No cóż... mój mózg jest ostatnio jakiś zacofany. Nie mam zielonego pojęcia co napisać. Blech. Ten tydzień nawet mi się podobał. Wczoraj miałem mieć angielski i na szczęście mi go przełożyli. Ten czas spędziłem z Iwonką i resztą. Było spoko. Jeszcze zanim spotkałem się z Iwonką to byłem z Jankiem (ale nie to że jesteśmy ze sobą) na Gokartach... dzień w dzień tam chodzimy :D Śmiesznie jest. Kolesie co tam to zrobili to już nas znają. A na te goki to my chodzimy do Blue City znajduje się pod nosem. Teraz pomyśleliśmy z Jankiem, ze może pojedziemy do Fortu Wola, bo tam też są. Ale jeszcze się zobaczy. Po naszym przejeździe na gokach poszlismy sobie zapalic. I dobrze zrobilismy ze zapalilismy sobie przy torze, bo zaraz przyszly dziewczyny.. Posiedzieliśmy, pogadaliśmy... potem Janko chciał iść do Mega Avans.... Wtedy zauważyłem że kilka osób sie nie loobi w dodatku do tego jeszcze jeden z moich qmpli (Piotrek) też jest mało, a raczej nie jest wogóle loobiany w tym towarzystwie. Chodzi mi o dziewczyny, bo ja i Janek nic do niego nie mamy, spoko ziomek. Popełnił jeden głupi błąd, no i taka niezręczna sytuacja wyszła... chujowo troche. Może kiedyś się to zmieni. No ale napewno nie szybko.
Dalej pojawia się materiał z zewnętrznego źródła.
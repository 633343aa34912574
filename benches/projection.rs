use criterion::{black_box, criterion_group, criterion_main, Criterion, BenchmarkId};
use img2sphere::image_pipeline::{
    HemisphereProjector, ImagePipeline, PipelineConfig, PngCompression, PngWriter,
    ProjectionConfig, RasterBuffer, RasterWriter, Rgba, ScalingMode,
};

fn generate_mock_raster(width: usize, height: usize) -> RasterBuffer {
    let mut raster = RasterBuffer::new(width, height);
    for y in 0..height {
        for x in 0..width {
            let value = ((x + y) % 256) as u8;
            raster.set(x, y, Rgba::opaque(value, (x % 256) as u8, (y % 256) as u8));
        }
    }
    raster
}

fn benchmark_projection_sizes(c: &mut Criterion) {
    let mut group = c.benchmark_group("projection_by_size");

    let sizes = vec![
        (128, 128, "128x128"),
        (512, 512, "512x512"),
        (1024, 1024, "1024x1024"),
    ];

    for (width, height, label) in sizes {
        let raster = generate_mock_raster(width, height);
        let projector = HemisphereProjector::new(1.0, ScalingMode::Linear);

        group.bench_with_input(
            BenchmarkId::from_parameter(label),
            &raster,
            |b, raster| {
                b.iter(|| projector.project(black_box(raster)));
            },
        );
    }

    group.finish();
}

fn benchmark_scaling_modes(c: &mut Criterion) {
    let mut group = c.benchmark_group("scaling_modes");
    let raster = generate_mock_raster(512, 512);

    for mode in ScalingMode::ALL {
        let projector = HemisphereProjector::new(1.0, mode);
        group.bench_with_input(
            BenchmarkId::from_parameter(mode.name()),
            &raster,
            |b, raster| {
                b.iter(|| projector.project(black_box(raster)));
            },
        );
    }

    group.finish();
}

fn benchmark_full_pipeline(c: &mut Criterion) {
    let mut group = c.benchmark_group("project_png");
    let mut encoded = Vec::new();
    PngWriter
        .write_raster(&generate_mock_raster(512, 512), &mut encoded, &PipelineConfig::default())
        .expect("encode benchmark input");

    let compressions = vec![
        (PngCompression::Fast, "fast"),
        (PngCompression::Default, "default"),
        (PngCompression::Best, "best"),
    ];

    for (compression, label) in compressions {
        group.bench_with_input(
            BenchmarkId::from_parameter(label),
            &encoded,
            |b, data| {
                let config = PipelineConfig::builder()
                    .compression(compression)
                    .build();
                let pipeline = ImagePipeline::new(config);
                let projection = ProjectionConfig::default();

                b.iter(|| {
                    let mut output = Vec::new();
                    let _ = pipeline.project(black_box(data), &mut output, &projection);
                });
            },
        );
    }

    group.finish();
}

criterion_group!(
    benches,
    benchmark_projection_sizes,
    benchmark_scaling_modes,
    benchmark_full_pipeline
);
criterion_main!(benches);
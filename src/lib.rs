//! Maps planar images onto a disk hemisphere projection, and packs detail
//! masks and flipbook atlases from sets of PNG files.

pub mod image_pipeline;
pub mod logger;
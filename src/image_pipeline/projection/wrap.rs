//! Toroidal coordinate wrapping

/// How out-of-range normalised coordinates are folded back into the domain.
#[derive(Debug, Clone, Copy, PartialEq, Eq, Default)]
pub enum WrapMode {
    /// Non-negative remainder; results always land in `[lo, hi)`.
    #[default]
    Euclidean,
    /// Signed floating remainder, as produced by C `fmod`. Values below `lo`
    /// stay below it, so samples taken from them end up clamped to the edge.
    Truncated,
}

impl WrapMode {
    pub fn apply(self, value: f64, lo: f64, hi: f64) -> f64 {
        match self {
            WrapMode::Euclidean => wrap(value, lo, hi),
            WrapMode::Truncated => wrap_truncated(value, lo, hi),
        }
    }
}

/// Folds `value` into `[lo, hi)`. Values already in range are returned untouched.
pub fn wrap(value: f64, lo: f64, hi: f64) -> f64 {
    if (lo..hi).contains(&value) {
        return value;
    }

    let wrapped = lo + (value - lo).rem_euclid(hi - lo);
    // rem_euclid may round up to the divisor itself
    if wrapped >= hi { lo } else { wrapped }
}

/// `lo + fmod(value - lo, hi - lo)`, keeping the sign of `value - lo`.
pub fn wrap_truncated(value: f64, lo: f64, hi: f64) -> f64 {
    lo + (value - lo) % (hi - lo)
}
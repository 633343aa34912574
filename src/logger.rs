pub use tracing::{debug, error, info, warn, trace, instrument};
use tracing_subscriber::prelude::*;
use tracing_subscriber::{EnvFilter, fmt::{self, format::FmtSpan}};

/// Installs the global subscriber. `RUST_LOG` takes precedence; otherwise the
/// level is `debug` when `verbose` is set and `info` when it is not.
pub fn init(verbose: bool) {
    let default_level = if verbose { "debug" } else { "info" };
    let env_filter = EnvFilter::try_from_default_env()
        .unwrap_or_else(|_| EnvFilter::new(default_level));

    let is_debug = verbose || env_filter.to_string().contains("debug");

    let fmt_layer = fmt::layer()
        .with_target(false)
        .with_timer(fmt::time::uptime())
        .with_span_events(if is_debug {
            FmtSpan::CLOSE
        } else {
            FmtSpan::NONE
        });

    tracing_subscriber::registry()
        .with(env_filter)
        .with(fmt_layer)
        .init();
}
//! File access for pipeline inputs and outputs.

use std::io::Write;
use std::path::Path;

use tracing::debug;
use crate::image_pipeline::common::error::{PipelineError, Result};

pub fn read_input<P: AsRef<Path>>(path: P) -> Result<Vec<u8>> {
    let path = path.as_ref();
    std::fs::read(path).map_err(|e| PipelineError::InputReadError(format!("{}: {}", path.display(), e)))
}

/// Writes `encoded` to a temporary file next to `output_path`, then renames it
/// over the destination, so a failure never leaves a partial file behind.
///
/// A new output gets the permissions of a freshly created file (`0o666` masked
/// by the umask on Unix); an existing destination keeps its own.
pub fn persist_output<P: AsRef<Path>>(output_path: P, encoded: &[u8]) -> Result<()> {
    let output_path = output_path.as_ref();
    let write_error = |e: std::io::Error| {
        PipelineError::OutputWriteError(format!("{}: {}", output_path.display(), e))
    };

    let dir = match output_path.parent() {
        Some(parent) if !parent.as_os_str().is_empty() => parent,
        _ => Path::new("."),
    };

    let mut builder = tempfile::Builder::new();
    builder.prefix(".img2sphere-");
    #[cfg(unix)]
    {
        use std::os::unix::fs::PermissionsExt;
        builder.permissions(std::fs::Permissions::from_mode(0o666));
    }

    let mut staged = builder.tempfile_in(dir).map_err(write_error)?;
    if let Ok(existing) = std::fs::metadata(output_path) {
        staged
            .as_file()
            .set_permissions(existing.permissions())
            .map_err(write_error)?;
    }
    staged.write_all(encoded).map_err(write_error)?;
    staged.as_file().sync_all().map_err(write_error)?;
    staged.persist(output_path).map_err(|e| write_error(e.error))?;

    debug!(output = %output_path.display(), bytes = encoded.len(), "Output persisted");
    Ok(())
}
Ja, Janek, Piotrek poszliśmy odprowadzić dziewczyny na pętle. Tzn nie wszystkie, tylko taką Ole (jest strasznie wysoka.... pewno by mi się pod pache zmieśmicła) i Agnieszkę (da sie ją przeżyć). Iwonka została, bo czekała na Reni(e) Jusis, hehe. No i nareszcie był moment, kiedy zostałem z Iwonka sam na sam :D co raczej się BARDZo żadko zdarza :D
-A bo ja wam nie powiedziałem.... no tak, tzn nie napisałem. Bo tego tej, ta dziewczyna z Którą jestem to jest właśnie Iwonka, ale juz pewnie się domyśleliście, to taka moja mała dygresja.
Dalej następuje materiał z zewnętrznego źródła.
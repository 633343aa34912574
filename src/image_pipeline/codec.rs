//! PNG codec module
//!
//! This module provides the decode/encode boundary between PNG files and
//! [`RasterBuffer`](crate::image_pipeline::RasterBuffer), plus the pipeline-wide
//! output configuration.

mod reader;
mod png_reader;
mod writer;
mod png_writer;
pub mod types;

pub use reader::RasterReader;
pub use png_reader::PngReader;
pub use writer::RasterWriter;
pub use png_writer::PngWriter;
pub use types::{PngCompression, PipelineConfig, PipelineConfigBuilder};
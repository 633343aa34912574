//! Radial scaling policies
//!
//! Each policy turns the distance of a normalised coordinate from the domain
//! centre into the strength of the radial pull applied to it. All of them are
//! zero at the centre and increase monotonically.

use std::fmt;
use std::str::FromStr;

use crate::image_pipeline::common::error::PipelineError;

/// Selects how the magnitude of a normalised coordinate becomes a scale factor.
#[derive(Debug, Clone, Copy, PartialEq, Eq, Hash, Default)]
pub enum ScalingMode {
    /// `m^2`
    Square,
    /// `m^3`
    Cubic,
    /// `m`
    #[default]
    Linear,
    /// `ln(m + 1)`
    Logarithmic,
    /// `e^m - 1`
    Exponential,
}

impl ScalingMode {
    pub const ALL: [ScalingMode; 5] = [
        ScalingMode::Square,
        ScalingMode::Cubic,
        ScalingMode::Linear,
        ScalingMode::Logarithmic,
        ScalingMode::Exponential,
    ];

    /// Scale factor for a magnitude `m >= 0`.
    pub fn scale_factor(self, magnitude: f64) -> f64 {
        match self {
            ScalingMode::Square => magnitude * magnitude,
            ScalingMode::Cubic => magnitude * magnitude * magnitude,
            ScalingMode::Linear => magnitude,
            ScalingMode::Logarithmic => (magnitude + 1.0).ln(),
            ScalingMode::Exponential => magnitude.exp() - 1.0,
        }
    }

    pub fn name(self) -> &'static str {
        match self {
            ScalingMode::Square => "square",
            ScalingMode::Cubic => "cubic",
            ScalingMode::Linear => "linear",
            ScalingMode::Logarithmic => "logarithmic",
            ScalingMode::Exponential => "exponential",
        }
    }
}

impl fmt::Display for ScalingMode {
    fn fmt(&self, f: &mut fmt::Formatter<'_>) -> fmt::Result {
        f.write_str(self.name())
    }
}

impl FromStr for ScalingMode {
    type Err = PipelineError;

    fn from_str(s: &str) -> Result<Self, Self::Err> {
        match s.to_ascii_lowercase().as_str() {
            "square" | "quadratic" | "q" => Ok(ScalingMode::Square),
            "cubic" | "c" => Ok(ScalingMode::Cubic),
            "linear" | "l" => Ok(ScalingMode::Linear),
            "logarithmic" | "log" | "ln" => Ok(ScalingMode::Logarithmic),
            "exponential" | "exp" | "x" => Ok(ScalingMode::Exponential),
            other => Err(PipelineError::InvalidParameter(format!(
                "unknown scaling mode '{}'",
                other
            ))),
        }
    }
}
Szczerze mówiąc to jest gicior. Wiadomo, nie jest perfecto, bo nawet nie wiem jak by to miało wyglądać, ale jest zajebiście... (przepraszam za wulgaryzmy). Mam ostatnio problemy z wyrażaniem swoich uczuć. ooo....  wiecie co mi się przyponiało, apropos wyrażania uczuć.
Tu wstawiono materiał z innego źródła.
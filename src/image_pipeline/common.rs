//! Common utilities module
//!
//! This module contains shared utilities used across the image pipeline.

pub mod error;

pub use error::{PipelineError, Result};
//! Flipbook atlas tiling
//!
//! Lays `rows x cols` equally sized frames out in row-major order on one
//! canvas, frame `k` landing in tile row `k / cols` and tile column `k % cols`.

use std::path::{Path, PathBuf};

use tracing::{debug, instrument, warn};

use crate::image_pipeline::common::error::{PipelineError, Result};
use crate::image_pipeline::raster::types::RasterBuffer;

/// Grid and tile size of a flipbook atlas
#[derive(Debug, Clone, Copy, PartialEq, Eq)]
pub struct FlipbookLayout {
    pub rows: usize,
    pub cols: usize,
    pub tile_width: usize,
    pub tile_height: usize,
}

impl FlipbookLayout {
    pub fn new(rows: usize, cols: usize, tile_width: usize, tile_height: usize) -> Self {
        Self {
            rows,
            cols,
            tile_width,
            tile_height,
        }
    }

    pub fn tile_count(&self) -> usize {
        self.rows * self.cols
    }

    /// Atlas size in pixels, `(tile_width * cols, tile_height * rows)`.
    pub fn atlas_dimensions(&self) -> Result<(usize, usize)> {
        let width = self.tile_width.checked_mul(self.cols);
        let height = self.tile_height.checked_mul(self.rows);
        match (width, height) {
            (Some(width), Some(height)) => Ok((width, height)),
            _ => Err(PipelineError::InvalidParameter(format!(
                "flipbook atlas of {}x{} tiles of {}x{} overflows",
                self.cols, self.rows, self.tile_width, self.tile_height
            ))),
        }
    }

    /// Top-left pixel of tile `k`.
    pub fn tile_origin(&self, k: usize) -> (usize, usize) {
        ((k % self.cols) * self.tile_width, (k / self.cols) * self.tile_height)
    }

    pub fn validate(&self) -> Result<()> {
        if self.rows == 0 || self.cols == 0 {
            return Err(PipelineError::InvalidParameter(format!(
                "flipbook needs at least one row and column, got {}x{}",
                self.rows, self.cols
            )));
        }
        if self.tile_width == 0 || self.tile_height == 0 {
            return Err(PipelineError::InvalidParameter(format!(
                "flipbook tile size must be positive, got {}x{}",
                self.tile_width, self.tile_height
            )));
        }
        self.atlas_dimensions().map(|_| ())
    }

    /// Checks that `found` inputs cover every tile.
    pub fn check_tile_count(&self, found: usize) -> Result<()> {
        let expected = self.tile_count();
        if found < expected {
            return Err(PipelineError::TileCountMismatch { expected, found });
        }
        if found > expected {
            warn!(expected, found, "Ignoring inputs beyond the flipbook grid");
        }
        Ok(())
    }
}

pub struct FlipbookTiler;

impl FlipbookTiler {
    /// Copies each frame into its tile. Frames smaller than the tile cover only
    /// their own extent; larger ones are clipped at the tile edge.
    #[instrument(skip(frames), fields(frame_count = frames.len()))]
    pub fn tile(layout: &FlipbookLayout, frames: &[RasterBuffer]) -> Result<RasterBuffer> {
        layout.validate()?;
        layout.check_tile_count(frames.len())?;

        let (width, height) = layout.atlas_dimensions()?;
        let mut atlas = RasterBuffer::new(width, height);

        for (k, frame) in frames.iter().take(layout.tile_count()).enumerate() {
            let (x0, y0) = layout.tile_origin(k);
            let copy_width = frame.width().min(layout.tile_width);
            let copy_height = frame.height().min(layout.tile_height);

            if frame.width() > layout.tile_width || frame.height() > layout.tile_height {
                warn!(
                    frame = k,
                    width = frame.width(),
                    height = frame.height(),
                    "Frame larger than tile, clipping"
                );
            }

            for y in 0..copy_height {
                for x in 0..copy_width {
                    atlas.set(x0 + x, y0 + y, frame.get(x, y));
                }
            }
        }

        debug!(width, height, "Flipbook atlas complete");
        Ok(atlas)
    }
}

/// Lists the `.png` files of `dir` (any extension case), sorted by file name.
pub fn collect_inputs<P: AsRef<Path>>(dir: P) -> Result<Vec<PathBuf>> {
    let dir = dir.as_ref();
    let read_error = |e: std::io::Error| PipelineError::InputReadError(format!("{}: {}", dir.display(), e));

    let mut inputs = Vec::new();
    for entry in std::fs::read_dir(dir).map_err(read_error)? {
        let entry = entry.map_err(read_error)?;
        let path = entry.path();
        let is_png = path
            .extension()
            .and_then(|ext| ext.to_str())
            .is_some_and(|ext| ext.eq_ignore_ascii_case("png"));
        if is_png && entry.file_type().map_err(read_error)?.is_file() {
            inputs.push(path);
        }
    }

    inputs.sort_by(|a, b| a.file_name().cmp(&b.file_name()));
    debug!(dir = %dir.display(), count = inputs.len(), "Collected flipbook inputs");
    Ok(inputs)
}

#[cfg(test)]
mod tests {
    use super::*;
    use crate::image_pipeline::raster::types::Rgba;

    const COLOURS: [Rgba; 4] = [
        Rgba::opaque(255, 0, 0),
        Rgba::opaque(0, 255, 0),
        Rgba::opaque(0, 0, 255),
        Rgba::opaque(255, 255, 0),
    ];

    #[test]
    fn test_two_by_two_quadrants() {
        let frames: Vec<RasterBuffer> = COLOURS.iter().map(|&c| RasterBuffer::filled(4, 4, c)).collect();
        let layout = FlipbookLayout::new(2, 2, 4, 4);
        let atlas = FlipbookTiler::tile(&layout, &frames).unwrap();

        assert_eq!(atlas.dimensions(), (8, 8));
        for y in 0..8 {
            for x in 0..8 {
                let k = (y / 4) * 2 + x / 4;
                assert_eq!(atlas.get(x, y), COLOURS[k], "({}, {})", x, y);
            }
        }
    }

    #[test]
    fn test_row_major_placement_non_square_grid() {
        let layout = FlipbookLayout::new(2, 3, 2, 1);
        assert_eq!(layout.tile_origin(0), (0, 0));
        assert_eq!(layout.tile_origin(2), (4, 0));
        assert_eq!(layout.tile_origin(3), (0, 1));
        assert_eq!(layout.tile_origin(5), (4, 1));
        assert_eq!(layout.atlas_dimensions().unwrap(), (6, 2));
    }

    #[test]
    fn test_small_frame_leaves_rest_of_tile_empty() {
        let frames = vec![
            RasterBuffer::filled(2, 2, COLOURS[0]),
            RasterBuffer::filled(6, 6, COLOURS[1]),
        ];
        let layout = FlipbookLayout::new(1, 2, 4, 4);
        let atlas = FlipbookTiler::tile(&layout, &frames).unwrap();

        assert_eq!(atlas.get(1, 1), COLOURS[0]);
        assert_eq!(atlas.get(2, 2), Rgba::TRANSPARENT);
        assert_eq!(atlas.get(3, 0), Rgba::TRANSPARENT);
        // the oversized frame is clipped to its own tile
        assert_eq!(atlas.get(4, 0), COLOURS[1]);
        assert_eq!(atlas.get(7, 3), COLOURS[1]);
        assert_eq!(atlas.dimensions(), (8, 4));
    }

    #[test]
    fn test_missing_frames_are_an_error() {
        let frames = vec![RasterBuffer::filled(4, 4, COLOURS[0]); 3];
        let err = FlipbookTiler::tile(&FlipbookLayout::new(2, 2, 4, 4), &frames).unwrap_err();
        assert!(matches!(err, PipelineError::TileCountMismatch { expected: 4, found: 3 }));
    }

    #[test]
    fn test_extra_frames_are_ignored() {
        let frames: Vec<RasterBuffer> = COLOURS.iter().map(|&c| RasterBuffer::filled(1, 1, c)).collect();
        let atlas = FlipbookTiler::tile(&FlipbookLayout::new(1, 2, 1, 1), &frames).unwrap();
        assert_eq!(atlas.pixels(), &COLOURS[..2]);
    }

    #[test]
    fn test_degenerate_layout_rejected() {
        for layout in [
            FlipbookLayout::new(0, 2, 4, 4),
            FlipbookLayout::new(2, 0, 4, 4),
            FlipbookLayout::new(2, 2, 0, 4),
            FlipbookLayout::new(1, 2, usize::MAX, 1),
        ] {
            let err = layout.validate().unwrap_err();
            assert!(matches!(err, PipelineError::InvalidParameter(_)), "{:?}", layout);
        }
    }

    #[test]
    fn test_collect_inputs_sorted_png_only() {
        let dir = tempfile::tempdir().unwrap();
        for name in ["frame_02.png", "frame_01.PNG", "notes.txt", "frame_10.png"] {
            std::fs::write(dir.path().join(name), b"").unwrap();
        }
        std::fs::create_dir(dir.path().join("nested.png")).unwrap();

        let inputs = collect_inputs(dir.path()).unwrap();
        let names: Vec<_> = inputs
            .iter()
            .map(|p| p.file_name().unwrap().to_string_lossy().into_owned())
            .collect();
        assert_eq!(names, ["frame_01.PNG", "frame_02.png", "frame_10.png"]);
    }

    #[test]
    fn test_collect_inputs_missing_dir() {
        let dir = tempfile::tempdir().unwrap();
        let err = collect_inputs(dir.path().join("absent")).unwrap_err();
        assert!(matches!(err, PipelineError::InputReadError(_)));
    }
}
Nie pamietam kiedy to było dokładnie, możliwe że w gim. I nauczyciel coś tam pieprzy i ten tak że był kiedy sobie w autobusie i chłopak mówi do swojej dziewczyny:"Zajebałem się w Tobie na chuj"
Niezłe com? hehe :) w wolnym tlumaczeniu znaczy to: Zakochałem się w Tobie na zabój, a jak by to tak dokładnie przetłumaczyc to by wyszlo coś w stylu: zabiłem się w Tobie na pałe. Co raczej nie ma sensu :D
No ja ze swoim wyrażaniem uczuć mam problemy. Nigdy nie byłem romantyczny :D nie potrafie być... Niektóre rzeczy są wiadome, niektórych nie rozumiem. No ale looz. Jakoś sobie radze.... chce jak najlepiej.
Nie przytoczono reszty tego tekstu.